A transient post-translational modification of active site cysteine alters binding properties of the parkinsonism protein DJ-1

Mutations in the human protein DJ-1 cause early onset of Parkinson's disease. A reactive cysteine residue (Cys106) of DJ-1 is crucial for its protective function, although the underlying mechanisms are unclear. Here we show that a fraction of bacterially expressed polyhistidine-tagged human DJ-1 could not be eluted from a Ni-nitrilotriacetate (Ni-NTA) column with 150 mM imidazole.
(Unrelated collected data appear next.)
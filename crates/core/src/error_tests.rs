// SPDX-License-Identifier: BUSL-1.1
// Copyright (c) 2026 Alfred Jean LLC

use super::*;
use crate::test_support::TestSender;
use yare::parameterized;

fn sender() -> Arc<TestSender> {
    Arc::new(TestSender::new("tester"))
}

#[parameterized(
    no_such_command = { ErrorKind::NoSuchCommand, &[ErrorKind::NoSuchCommand, ErrorKind::CommandParse, ErrorKind::InvalidArgument, ErrorKind::Any] },
    argument_parse = { ErrorKind::ArgumentParse, &[ErrorKind::ArgumentParse, ErrorKind::CommandParse, ErrorKind::InvalidArgument, ErrorKind::Any] },
    execution = { ErrorKind::CommandExecution, &[ErrorKind::CommandExecution, ErrorKind::Any] },
    no_command_in_leaf = { ErrorKind::NoCommandInLeaf, &[ErrorKind::NoCommandInLeaf, ErrorKind::IllegalState, ErrorKind::Any] },
    aborted = { ErrorKind::Aborted, &[ErrorKind::Aborted, ErrorKind::IllegalState, ErrorKind::Any] },
    any = { ErrorKind::Any, &[ErrorKind::Any] },
)]
fn kind_lineage(kind: ErrorKind, expected: &[ErrorKind]) {
    assert_eq!(kind.lineage().collect::<Vec<_>>(), expected);
}

#[test]
fn is_a_follows_the_hierarchy() {
    assert!(ErrorKind::NoPermission.is_a(ErrorKind::CommandParse));
    assert!(ErrorKind::NoPermission.is_a(ErrorKind::NoPermission));
    assert!(!ErrorKind::CommandExecution.is_a(ErrorKind::InvalidArgument));
    assert!(!ErrorKind::CommandParse.is_a(ErrorKind::NoPermission));
}

#[test]
fn errors_report_kind_sender_and_chain() {
    let err = CommandError::InvalidSyntax {
        sender: sender(),
        syntax: "give <player> [amount]".to_string(),
        chain: vec!["give".to_string()],
    };
    assert_eq!(err.kind(), ErrorKind::InvalidSyntax);
    assert_eq!(err.sender().map(|s| s.name.as_str()), Some("tester"));
    assert_eq!(err.chain(), &["give".to_string()]);
    assert_eq!(err.to_string(), "invalid syntax, expected: give <player> [amount]");
}

#[test]
fn aborted_has_no_sender() {
    let err: CommandError<TestSender> = CommandError::Aborted {
        reason: "task died".to_string(),
    };
    assert!(err.sender().is_none());
    assert!(err.chain().is_empty());
    assert_eq!(err.kind(), ErrorKind::Aborted);
}

#[test]
fn leaf_message_joins_chain() {
    let err = CommandError::NoCommandInLeaf {
        sender: sender(),
        chain: vec!["a".to_string(), "b".to_string()],
    };
    assert_eq!(err.to_string(), "no command registered at `a b`");
}

#[test]
fn nested_dispatch_errors_unwrap() {
    let inner = CommandError::NoPermission {
        sender: sender(),
        permission: "admin".to_string(),
        chain: vec!["ban".to_string()],
    };
    let middle = CommandError::CommandExecution {
        sender: sender(),
        chain: vec!["sudo".to_string()],
        source: Box::new(inner),
    };
    let outer = CommandError::CommandExecution {
        sender: sender(),
        chain: vec!["alias".to_string()],
        source: Box::new(middle),
    };
    let unwrapped = outer.unwrap_nested();
    assert_eq!(unwrapped.kind(), ErrorKind::NoPermission);
    assert_eq!(unwrapped.chain(), &["ban".to_string()]);
}

#[test]
fn plain_execution_errors_stay_wrapped() {
    let err: CommandError<TestSender> = CommandError::CommandExecution {
        sender: sender(),
        chain: vec!["x".to_string()],
        source: "boom".into(),
    };
    let unwrapped = err.unwrap_nested();
    assert_eq!(unwrapped.kind(), ErrorKind::CommandExecution);
    assert_eq!(unwrapped.to_string(), "command failed: boom");
}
This unusually tight binding was accompanied by the appearance of blue violet color on the Ni-NTA column. We demonstrate by X-ray crystallography that Cys106 is carboxymethylated in a fraction of DJ-1 tightly bound to Ni-NTA and that the replacement of Cys106 by serine abrogates the tight binding and the appearance of blue violet color. However, carboxymethylation of purified DJ-1 is insufficient to confer the tight binding to Ni-NTA. Moreover, when eluted protein was re-applied to the Ni-NTA column, no tight binding was observed, indicating that the formation of high affinity complex with Ni-NTA depends on a transient modification of Cys106 that transforms into a Cys106-carboxymethyl adduct upon elution from Ni-NTA. We conclude that an unknown metabolite reacts with Cys106 of DJ-1 to result in a transient post-translational modification. This modification is distinct from simple oxidation to sulfinic or sulfenic acids and confers altered binding properties to DJ-1 suggesting that it could serve as a signal for sensing oxidant stress. •A fraction of bacterially expressed polyhistidine-tagged human DJ-1 tightly binds to Ni-nitrilotriacetate (Ni-NTA) column.•The color of Ni-NTA column changes from light cyan to blue violet upon tight binding to DJ-1.•An active site cysteine is post-translationally modified in the fraction of DJ-1 tightly bound to Ni-NTA.•The modificationconferring tightbinding to Ni-NTA is unstable.•Crystal structure shows the unstable modification converts to S-carboxymethylcysteine upon elution from Ni-NTA.